(Saved data entries)
______________________________

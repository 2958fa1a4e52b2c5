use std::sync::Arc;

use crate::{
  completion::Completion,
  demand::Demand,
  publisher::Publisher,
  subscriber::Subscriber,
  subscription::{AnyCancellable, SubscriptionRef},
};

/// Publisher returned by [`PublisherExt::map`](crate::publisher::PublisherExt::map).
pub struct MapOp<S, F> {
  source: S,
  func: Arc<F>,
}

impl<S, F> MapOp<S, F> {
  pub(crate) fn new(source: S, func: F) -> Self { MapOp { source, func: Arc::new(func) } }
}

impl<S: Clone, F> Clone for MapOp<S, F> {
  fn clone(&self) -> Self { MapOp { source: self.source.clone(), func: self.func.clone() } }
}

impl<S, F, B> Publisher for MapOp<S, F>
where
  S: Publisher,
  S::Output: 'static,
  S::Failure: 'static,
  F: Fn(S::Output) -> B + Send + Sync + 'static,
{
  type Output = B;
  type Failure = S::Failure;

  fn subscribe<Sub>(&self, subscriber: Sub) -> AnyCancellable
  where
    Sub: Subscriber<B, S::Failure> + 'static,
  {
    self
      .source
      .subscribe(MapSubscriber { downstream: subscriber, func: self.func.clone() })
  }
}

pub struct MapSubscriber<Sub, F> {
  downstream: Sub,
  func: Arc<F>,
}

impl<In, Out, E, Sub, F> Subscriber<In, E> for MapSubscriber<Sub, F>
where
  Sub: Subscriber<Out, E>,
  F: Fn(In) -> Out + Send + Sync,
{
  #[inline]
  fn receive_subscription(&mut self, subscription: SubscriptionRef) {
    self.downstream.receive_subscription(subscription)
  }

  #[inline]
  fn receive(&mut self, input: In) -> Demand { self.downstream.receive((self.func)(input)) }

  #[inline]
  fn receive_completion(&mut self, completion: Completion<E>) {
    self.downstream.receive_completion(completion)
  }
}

______________________________

The data above should be copied exactly, with no line omitted.

--- RESULT FOR THIS TASK ---
repository 2958fa1a4e52b2c5
use std::sync::Arc;

use crate::{
  completion::Completion,
  demand::Demand,
  publisher::Publisher,
  subscriber::Subscriber,
  subscription::{AnyCancellable, SubscriptionRef},
};

/// Publisher returned by [`PublisherExt::map`](crate::publisher::PublisherExt::map).
pub struct MapOp<S, F> {
  source: S,
  func: Arc<F>,
}

impl<S, F> MapOp<S, F> {
  pub(crate) fn new(source: S, func: F) -> Self { MapOp { source, func: Arc::new(func) } }
}

impl<S: Clone, F> Clone for MapOp<S, F> {
  fn clone(&self) -> Self { MapOp { source: self.source.clone(), func: self.func.clone() } }
}

impl<S, F, B> Publisher for MapOp<S, F>
where
  S: Publisher,
  S::Output: 'static,
  S::Failure: 'static,
  F: Fn(S::Output) -> B + Send + Sync + 'static,
{
  type Output = B;
  type Failure = S::Failure;

  fn subscribe<Sub>(&self, subscriber: Sub) -> AnyCancellable
  where
    Sub: Subscriber<B, S::Failure> + 'static,
  {
    self
      .source
      .subscribe(MapSubscriber { downstream: subscriber, func: self.func.clone() })
  }
}

pub struct MapSubscriber<Sub, F> {
  downstream: Sub,
  func: Arc<F>,
}

impl<In, Out, E, Sub, F> Subscriber<In, E> for MapSubscriber<Sub, F>
where
  Sub: Subscriber<Out, E>,
  F: Fn(In) -> Out + Send + Sync,
{
  #[inline]
  fn receive_subscription(&mut self, subscription: SubscriptionRef) {
    self.downstream.receive_subscription(subscription)
  }

  #[inline]
  fn receive(&mut self, input: In) -> Demand { self.downstream.receive((self.func)(input)) }

  #[inline]
  fn receive_completion(&mut self, completion: Completion<E>) {
    self.downstream.receive_completion(completion)
  }
}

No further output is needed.